RICERCA SCIENTIFICA. NON PRODUCE VERA CONCORRENZA IL SISTEMA DELLE CITAZIONI PDF Stampa E-mail
Francesco Magris, economista ordinario all'Università di Tours, ha appena pubblicato un libro “La concorrenza nella ricerca scientifica”, edito da Bompiani, (pagine 92), nel quale auspica una buona dose di concorrenza tra docenti e ricercatori nell'università, tanto nelle facoltà scientifiche che in quelle umanistiche. Oltre a critiche abbastanza convenzionali sugli atenei italiani, buona parte dell'analisi e della critica del libro si focalizzano sul sistema delle «citazioni», di gran lunga prevalente nel circuito accademico internazionale, non solo nel caso degli scienziati e degli economisti, ma in generale come metodo di valutazione e premio nell'intero universo della produzione delle idee e delle scoperte. La citazione è diventata, secondo Magris, una sorta di valuta, anzi il dollaro attraverso il quale si stabiliscono gerarchie e, alla fine, imperi accademici. Francesco Magris dubita che questo delle citazioni sia il modo migliore per introdurre una forma di mercato e di concorrenza efficienti nel settore. Da una parte, esso è un incentivo a premiare i lavori di più immediata fruizione, quelli che hanno più mercato nelle riviste scientifiche. A scapito di ricerche e studi più profondi e di maggiore portata. La necessità di accumulare citazioni, inoltre, penalizza chi svolge lavori complessi che richiedono tempi lunghi prima di potere essere pubblicati. Il tutto all'interno di «un modello autoreferenziale di selezione» nel quale spesso riviste «amiche» si scambiano citazioni e nel quale, soprattutto, non c'è distinzione tra chi produce ricerca e chi la consuma, nel quale chi giudica è quasi sempre collega di chi ha prodotto la ricerca: «Fondere le due categorie in una sola, scrive Magris, conduce alla negazione del sistema di mercato». Dall'altra parte, per ragioni storiche ed economiche, questo sistema di valutazioni internazionali è dominato dalle riviste anglosassoni, le quali sono molto spesso collegate alle università americane (e in una certa misura anche a quelle britanniche), nonché ai loro docenti e anche alle lobby che le finanziano.
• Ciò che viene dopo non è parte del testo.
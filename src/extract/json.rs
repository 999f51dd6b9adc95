//! NDJSON row source.
//!
//! Reads newline-delimited JSON: one object per line, e.g.
//! `{"id":1,"name":"Ada"}\n{"id":2,"name":"Grace"}\n`. Lines are parsed
//! lazily, one per pull.

use std::fs::File;
use std::io::{BufRead, BufReader, Read};
use std::path::Path;

use crate::error::{EtlError, EtlResult};
use crate::types::{Row, Value};

/// Lazily read NDJSON from a file path as a stream of [`Row`]s.
///
/// Rules:
///
/// - Each non-blank line must be a JSON object; blank lines are skipped.
/// - Scalars map onto [`Value`]: `null` -> `Null`, booleans -> `Bool`,
///   integers -> `Int64`, other numbers -> `Float64`, strings -> `Utf8`.
/// - A non-object line, or a field holding an array/object, is an
///   [`EtlError::InvalidRecord`] with a 1-based line number.
pub fn ndjson_rows_from_path(path: impl AsRef<Path>) -> Box<dyn Iterator<Item = EtlResult<Row>>> {
    match File::open(path) {
        Ok(file) => ndjson_rows_from_reader(file),
        Err(e) => Box::new(std::iter::once(Err(EtlError::Io(e)))),
    }
}

/// Lazily read NDJSON from an existing reader as a stream of [`Row`]s.
///
/// Same rules as [`ndjson_rows_from_path`].
pub fn ndjson_rows_from_reader<R: Read + 'static>(
    reader: R,
) -> Box<dyn Iterator<Item = EtlResult<Row>>> {
    let lines = BufReader::new(reader).lines();
    Box::new(lines.enumerate().filter_map(|(idx0, line)| {
        let line = match line {
            Ok(line) => line,
            Err(e) => return Some(Err(EtlError::Io(e))),
        };
        let trimmed = line.trim();
        if trimmed.is_empty() {
            return None;
        }
        Some(parse_object_line(idx0 + 1, trimmed))
    }))
}

fn parse_object_line(row: usize, line: &str) -> EtlResult<Row> {
    let parsed: serde_json::Value = serde_json::from_str(line)?;
    let obj = parsed.as_object().ok_or_else(|| EtlError::InvalidRecord {
        row,
        message: "line is not a json object".to_string(),
    })?;

    obj.iter()
        .map(|(key, jv)| Ok((key.clone(), scalar_value(row, key, jv)?)))
        .collect()
}

fn scalar_value(row: usize, key: &str, v: &serde_json::Value) -> EtlResult<Value> {
    match v {
        serde_json::Value::Null => Ok(Value::Null),
        serde_json::Value::Bool(b) => Ok(Value::Bool(*b)),
        serde_json::Value::Number(n) => {
            if let Some(i) = n.as_i64() {
                Ok(Value::Int64(i))
            } else if let Some(f) = n.as_f64() {
                Ok(Value::Float64(f))
            } else {
                Err(EtlError::InvalidRecord {
                    row,
                    message: format!("number out of range in field '{key}'"),
                })
            }
        }
        serde_json::Value::String(s) => Ok(Value::Utf8(s.clone())),
        serde_json::Value::Array(_) | serde_json::Value::Object(_) => {
            Err(EtlError::InvalidRecord {
                row,
                message: format!("field '{key}' is not a scalar"),
            })
        }
    }
}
Una situazione che, «anziché promuovere la differenziazione del prodotto, conduce al consolidamento del pensiero dominante e all'indebolimento del pluralismo»: dunque scuole di pensiero decentrate e minoritarie hanno, in questa cornice, meno possibilità di emergere. Ma se si vogliono il mercato e la concorrenza, dice in sostanza, occorre che il sistema sia davvero aperto ed efficiente.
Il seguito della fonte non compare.